*Problem description:* Go through the listing below and work out how many lines hold "Updated"; reply with the figure alone.

*Dataset:*

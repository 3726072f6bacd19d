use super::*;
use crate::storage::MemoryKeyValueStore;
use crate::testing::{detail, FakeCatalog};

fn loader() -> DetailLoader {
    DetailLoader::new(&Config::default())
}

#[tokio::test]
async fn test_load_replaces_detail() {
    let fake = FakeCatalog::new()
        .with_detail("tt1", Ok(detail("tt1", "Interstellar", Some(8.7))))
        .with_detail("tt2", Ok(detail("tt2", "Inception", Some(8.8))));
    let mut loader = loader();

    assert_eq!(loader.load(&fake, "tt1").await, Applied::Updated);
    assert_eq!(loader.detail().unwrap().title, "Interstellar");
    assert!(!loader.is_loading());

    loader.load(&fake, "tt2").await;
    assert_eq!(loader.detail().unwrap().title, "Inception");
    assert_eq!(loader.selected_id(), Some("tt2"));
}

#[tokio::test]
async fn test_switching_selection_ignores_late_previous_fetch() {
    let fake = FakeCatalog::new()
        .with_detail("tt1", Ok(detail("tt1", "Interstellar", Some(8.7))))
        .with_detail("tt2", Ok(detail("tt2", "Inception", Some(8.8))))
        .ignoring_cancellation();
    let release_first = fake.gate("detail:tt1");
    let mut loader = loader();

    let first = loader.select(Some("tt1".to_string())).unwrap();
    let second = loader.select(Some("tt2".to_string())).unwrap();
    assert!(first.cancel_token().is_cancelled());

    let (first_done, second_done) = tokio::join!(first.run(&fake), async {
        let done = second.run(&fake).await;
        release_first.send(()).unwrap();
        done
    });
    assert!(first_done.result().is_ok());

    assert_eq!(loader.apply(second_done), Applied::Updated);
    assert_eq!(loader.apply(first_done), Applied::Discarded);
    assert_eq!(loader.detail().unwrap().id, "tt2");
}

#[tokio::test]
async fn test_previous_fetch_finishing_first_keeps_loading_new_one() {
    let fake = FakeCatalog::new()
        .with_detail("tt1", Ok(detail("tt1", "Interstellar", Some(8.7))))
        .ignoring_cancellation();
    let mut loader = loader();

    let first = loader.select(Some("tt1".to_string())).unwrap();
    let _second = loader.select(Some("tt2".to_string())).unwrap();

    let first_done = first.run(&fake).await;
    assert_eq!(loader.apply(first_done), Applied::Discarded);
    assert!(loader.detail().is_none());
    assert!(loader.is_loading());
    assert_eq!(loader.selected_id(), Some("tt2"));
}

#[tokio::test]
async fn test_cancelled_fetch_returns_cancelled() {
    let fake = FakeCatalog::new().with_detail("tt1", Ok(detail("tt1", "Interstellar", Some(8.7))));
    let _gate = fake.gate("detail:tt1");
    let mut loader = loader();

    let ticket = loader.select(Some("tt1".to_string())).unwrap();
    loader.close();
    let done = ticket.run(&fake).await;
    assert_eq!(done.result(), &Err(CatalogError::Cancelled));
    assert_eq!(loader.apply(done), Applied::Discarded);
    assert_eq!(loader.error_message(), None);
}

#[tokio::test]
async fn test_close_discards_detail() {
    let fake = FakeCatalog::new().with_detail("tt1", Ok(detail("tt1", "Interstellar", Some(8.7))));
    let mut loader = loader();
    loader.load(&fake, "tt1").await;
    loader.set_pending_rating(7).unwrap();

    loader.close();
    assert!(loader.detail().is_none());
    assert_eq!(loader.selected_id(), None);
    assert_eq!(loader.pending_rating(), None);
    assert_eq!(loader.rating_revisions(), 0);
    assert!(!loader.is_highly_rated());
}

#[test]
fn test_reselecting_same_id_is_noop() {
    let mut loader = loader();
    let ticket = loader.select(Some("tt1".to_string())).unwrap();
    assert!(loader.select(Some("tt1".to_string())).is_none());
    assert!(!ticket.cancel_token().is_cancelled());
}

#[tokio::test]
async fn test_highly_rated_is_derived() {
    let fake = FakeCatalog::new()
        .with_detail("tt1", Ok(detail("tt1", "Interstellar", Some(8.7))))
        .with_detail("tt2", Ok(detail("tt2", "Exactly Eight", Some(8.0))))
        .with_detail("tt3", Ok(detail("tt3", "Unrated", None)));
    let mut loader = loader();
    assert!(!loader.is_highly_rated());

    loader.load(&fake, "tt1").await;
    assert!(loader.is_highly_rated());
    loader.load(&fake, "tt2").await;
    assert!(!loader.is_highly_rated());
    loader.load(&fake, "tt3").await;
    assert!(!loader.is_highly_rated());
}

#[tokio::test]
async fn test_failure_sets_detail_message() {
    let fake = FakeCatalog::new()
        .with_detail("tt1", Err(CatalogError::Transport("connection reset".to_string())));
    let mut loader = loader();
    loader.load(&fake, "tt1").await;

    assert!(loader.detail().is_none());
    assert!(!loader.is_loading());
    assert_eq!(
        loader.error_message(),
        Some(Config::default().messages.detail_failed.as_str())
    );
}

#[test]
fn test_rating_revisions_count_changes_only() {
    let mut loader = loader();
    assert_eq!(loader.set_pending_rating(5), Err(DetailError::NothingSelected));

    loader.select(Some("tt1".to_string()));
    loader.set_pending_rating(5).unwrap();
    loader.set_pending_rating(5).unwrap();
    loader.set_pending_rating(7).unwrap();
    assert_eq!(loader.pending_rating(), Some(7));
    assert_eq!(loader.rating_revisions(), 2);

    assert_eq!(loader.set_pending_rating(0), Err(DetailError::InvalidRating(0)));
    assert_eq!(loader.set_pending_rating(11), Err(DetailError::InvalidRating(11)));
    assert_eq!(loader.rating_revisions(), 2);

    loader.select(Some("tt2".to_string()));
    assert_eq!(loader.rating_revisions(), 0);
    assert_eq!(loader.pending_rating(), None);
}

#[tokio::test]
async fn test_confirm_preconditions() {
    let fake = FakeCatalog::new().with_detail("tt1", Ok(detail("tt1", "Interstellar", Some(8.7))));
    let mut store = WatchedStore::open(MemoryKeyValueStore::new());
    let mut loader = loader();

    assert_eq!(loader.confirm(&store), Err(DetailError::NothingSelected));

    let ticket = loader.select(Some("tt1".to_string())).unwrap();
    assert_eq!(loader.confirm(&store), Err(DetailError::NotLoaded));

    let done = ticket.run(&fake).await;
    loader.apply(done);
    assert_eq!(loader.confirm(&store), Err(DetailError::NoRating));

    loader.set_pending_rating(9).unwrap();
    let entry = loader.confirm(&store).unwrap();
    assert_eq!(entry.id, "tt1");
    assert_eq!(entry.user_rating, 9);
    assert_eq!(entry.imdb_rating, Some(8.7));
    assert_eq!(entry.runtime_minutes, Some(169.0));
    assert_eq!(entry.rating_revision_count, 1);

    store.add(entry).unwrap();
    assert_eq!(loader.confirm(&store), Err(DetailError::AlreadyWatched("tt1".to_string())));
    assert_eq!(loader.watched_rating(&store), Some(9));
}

*Answer for this exercise:* 2